The merger of these two helps achieve both climate and social goals and sends a strong signal that the EU is on the side of the citizens. It is the way to demonstrate the accountability of governments towards citizens, of corporates towards citizens. Social and green agenda is a new boost to European integration especially as a way to engage the younger generation who understand that they will be the ones most affected by climate change and the digital transformation.

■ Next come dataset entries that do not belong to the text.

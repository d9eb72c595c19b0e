//! Paging over a backend that serves one numbered page at a time
//!
//! The backend has no random access and reports no totals, so cursors
//! carry page numbers and `hasNextPage` is inferred from a full page.

use crate::error::{LabError, LabResult};
use crate::paging::connection::{Connection, ConnectionArgs, Edge};
use crate::paging::cursor::{Cursor, CursorKind};
use crate::paging::order::{OrderBy, SortDirection};
use async_trait::async_trait;
use tracing::debug;

/// Page size used when neither `first` nor `last` is given
pub const DEFAULT_PAGE_SIZE: usize = 20;

/// One request to a paginated backend
#[derive(Debug, Clone, PartialEq, Eq)]
pub struct PageRequest {
    /// Zero-based page number
    pub page: usize,
    /// Number of items per page
    pub per_page: usize,
    pub order_by: OrderBy,
    pub sort: SortDirection,
}

impl PageRequest {
    /// Translate connection arguments into a page request
    ///
    /// `before` takes precedence over `after`; `first` over `last`.
    pub fn from_args(
        args: &ConnectionArgs,
        order_by: OrderBy,
        sort: SortDirection,
        default_page_size: usize,
    ) -> LabResult<Self> {
        let page = if let Some(before) = &args.before {
            before.decode(CursorKind::Page)?.saturating_sub(1)
        } else if let Some(after) = &args.after {
            after.decode(CursorKind::Page)?.saturating_add(1)
        } else {
            0
        };

        let per_page = args.first.or(args.last).unwrap_or(default_page_size);
        if per_page == 0 {
            return Err(LabError::InvalidPaging(
                "page size must be greater than zero".to_string(),
            ));
        }

        Ok(Self {
            page,
            per_page,
            order_by,
            sort,
        })
    }
}

/// Backend serving numbered pages
#[async_trait]
pub trait PageSource: Send + Sync {
    /// Item type of a page
    type Item: Send;

    /// Fetch exactly one page
    async fn fetch_page(&self, request: &PageRequest) -> LabResult<Vec<Self::Item>>;
}

/// Resolve one connection against `source` with a single fetch
pub async fn paginate<S: PageSource + ?Sized>(
    source: &S,
    args: &ConnectionArgs,
    order_by: OrderBy,
    sort: SortDirection,
    default_page_size: usize,
) -> LabResult<Connection<S::Item>> {
    let request = PageRequest::from_args(args, order_by, sort, default_page_size)?;
    debug!(
        "Fetching remote page {} (per_page={}, order_by={}, sort={})",
        request.page, request.per_page, request.order_by, request.sort
    );

    let items = source.fetch_page(&request).await?;
    let has_next_page = items.len() == request.per_page;
    let has_previous_page = request.page > 0;

    // Every edge of a page shares the page cursor
    let cursor = Cursor::page(request.page);
    let edges = items
        .into_iter()
        .map(|node| Edge {
            node,
            cursor: cursor.clone(),
        })
        .collect();

    Ok(Connection::new(edges, has_previous_page, has_next_page))
}

#[cfg(test)]
mod tests {
    use super::*;
    use std::sync::Mutex;

    /// Serves pages out of a fixed list and records every request
    struct RecordingSource {
        items: Vec<u32>,
        requests: Mutex<Vec<PageRequest>>,
    }

    impl RecordingSource {
        fn new(count: u32) -> Self {
            Self {
                items: (0..count).collect(),
                requests: Mutex::new(Vec::new()),
            }
        }

        fn requests(&self) -> Vec<PageRequest> {
            self.requests.lock().unwrap().clone()
        }
    }

    #[async_trait]
    impl PageSource for RecordingSource {
        type Item = u32;

        async fn fetch_page(&self, request: &PageRequest) -> LabResult<Vec<u32>> {
            self.requests.lock().unwrap().push(request.clone());
            Ok(self
                .items
                .iter()
                .copied()
                .skip(request.page * request.per_page)
                .take(request.per_page)
                .collect())
        }
    }

    async fn run(source: &RecordingSource, args: ConnectionArgs) -> Connection<u32> {
        paginate(
            source,
            &args,
            OrderBy::Name,
            SortDirection::Asc,
            DEFAULT_PAGE_SIZE,
        )
        .await
        .unwrap()
    }

    #[tokio::test]
    async fn after_cursor_requests_next_page() {
        let source = RecordingSource::new(5);

        let first = run(&source, ConnectionArgs::first(2)).await;
        assert_eq!(first.nodes().copied().collect::<Vec<_>>(), vec![0, 1]);
        assert!(first.page_info.has_next_page);
        assert!(!first.page_info.has_previous_page);

        let cursor = first.page_info.end_cursor.clone().unwrap();
        let second = run(&source, ConnectionArgs::first(2).after(cursor)).await;
        assert_eq!(second.nodes().copied().collect::<Vec<_>>(), vec![2, 3]);
        assert!(second.page_info.has_previous_page);

        let requests = source.requests();
        assert_eq!(requests.len(), 2);
        assert_eq!((requests[0].page, requests[0].per_page), (0, 2));
        assert_eq!((requests[1].page, requests[1].per_page), (1, 2));
    }

    #[tokio::test]
    async fn short_page_means_no_next_page() {
        let source = RecordingSource::new(5);
        let args = ConnectionArgs::first(2).after(Cursor::page(1));
        let conn = run(&source, args).await;

        assert_eq!(conn.nodes().copied().collect::<Vec<_>>(), vec![4]);
        assert!(!conn.page_info.has_next_page);
        assert!(conn.page_info.has_previous_page);
    }

    #[tokio::test]
    async fn edges_share_the_page_cursor() {
        let source = RecordingSource::new(5);
        let conn = run(&source, ConnectionArgs::first(3)).await;

        assert!(conn.edges.iter().all(|e| e.cursor == Cursor::page(0)));
        assert_eq!(conn.page_info.start_cursor, conn.page_info.end_cursor);
    }

    #[tokio::test]
    async fn before_cursor_requests_previous_page() {
        let source = RecordingSource::new(50);
        run(&source, ConnectionArgs::last(5).before(Cursor::page(3))).await;
        run(&source, ConnectionArgs::last(5).before(Cursor::page(0))).await;

        let pages: Vec<_> = source.requests().iter().map(|r| (r.page, r.per_page)).collect();
        assert_eq!(pages, vec![(2, 5), (0, 5)]);
    }

    #[tokio::test]
    async fn default_page_size_applies() {
        let source = RecordingSource::new(50);
        let conn = run(&source, ConnectionArgs::default()).await;

        assert_eq!(conn.len(), DEFAULT_PAGE_SIZE);
        assert_eq!(source.requests()[0].per_page, DEFAULT_PAGE_SIZE);
    }

    #[tokio::test]
    async fn empty_page_has_no_cursors() {
        let source = RecordingSource::new(0);
        let conn = run(&source, ConnectionArgs::first(2)).await;

        assert!(conn.is_empty());
        assert!(!conn.page_info.has_next_page);
        assert_eq!(conn.page_info.end_cursor, None);
    }

    #[tokio::test]
    async fn invalid_arguments_fail_before_fetching() {
        let source = RecordingSource::new(5);

        let zero = paginate(
            &source,
            &ConnectionArgs::first(0),
            OrderBy::Name,
            SortDirection::Asc,
            DEFAULT_PAGE_SIZE,
        )
        .await;
        assert!(matches!(zero, Err(LabError::InvalidPaging(_))));

        let local_cursor = paginate(
            &source,
            &ConnectionArgs::first(2).after(Cursor::offset(1)),
            OrderBy::Name,
            SortDirection::Asc,
            DEFAULT_PAGE_SIZE,
        )
        .await;
        assert!(matches!(local_cursor, Err(LabError::InvalidCursor(_))));

        assert!(source.requests().is_empty());
    }
}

- The way Europe designs and implements its domestic recovery plan also has strong implications in its geopolitical position and global role. The proposals are a good starting point for an ambitious recovery that aims to align with Europe’s strategic priority – green, digital, globally competitive. Europe will need to work out its positioning against the U.S. and China. While European and American interests align in the majority of cases and areas, they will not and do not need to be identical. With a significantly lower number of overlaps with China, Europe has strong grounds for cooperation where it delivers global good and shared benefits. To be strong globally in its own might, the EU needs to convert the recovery plan into strong economic and democratic performance.
What can be expected now is a classic debate in the European Union between North and South, and ‘frugal four’ and the others? But in the end, this debate is foremostly an ideological one, between the left and the right, which comes down to macroeconomics. When the proposal put forward by the European Commission is about macroeconomics and finance and very little about bookkeeping. But as often a case in the European Union, the politics may lead us more to bookkeeping rather than finance.
During the event, the GLOBSEC DIFF GOV Report ‘Making Flexible Europe Work: European Governance and the Potential of Differentiated Cooperation’, was presented.
This event formed part of a research project DIFF GOV: European Governance: Potential of Differentiated Cooperation (2018-2020). DIFF GOV is an international project that explored the potential for flexible modes of cooperation between the European Union Member States. The project is implemented with the support of the Erasmus+ Programme of the European Union, namely the Jean Monnet Project.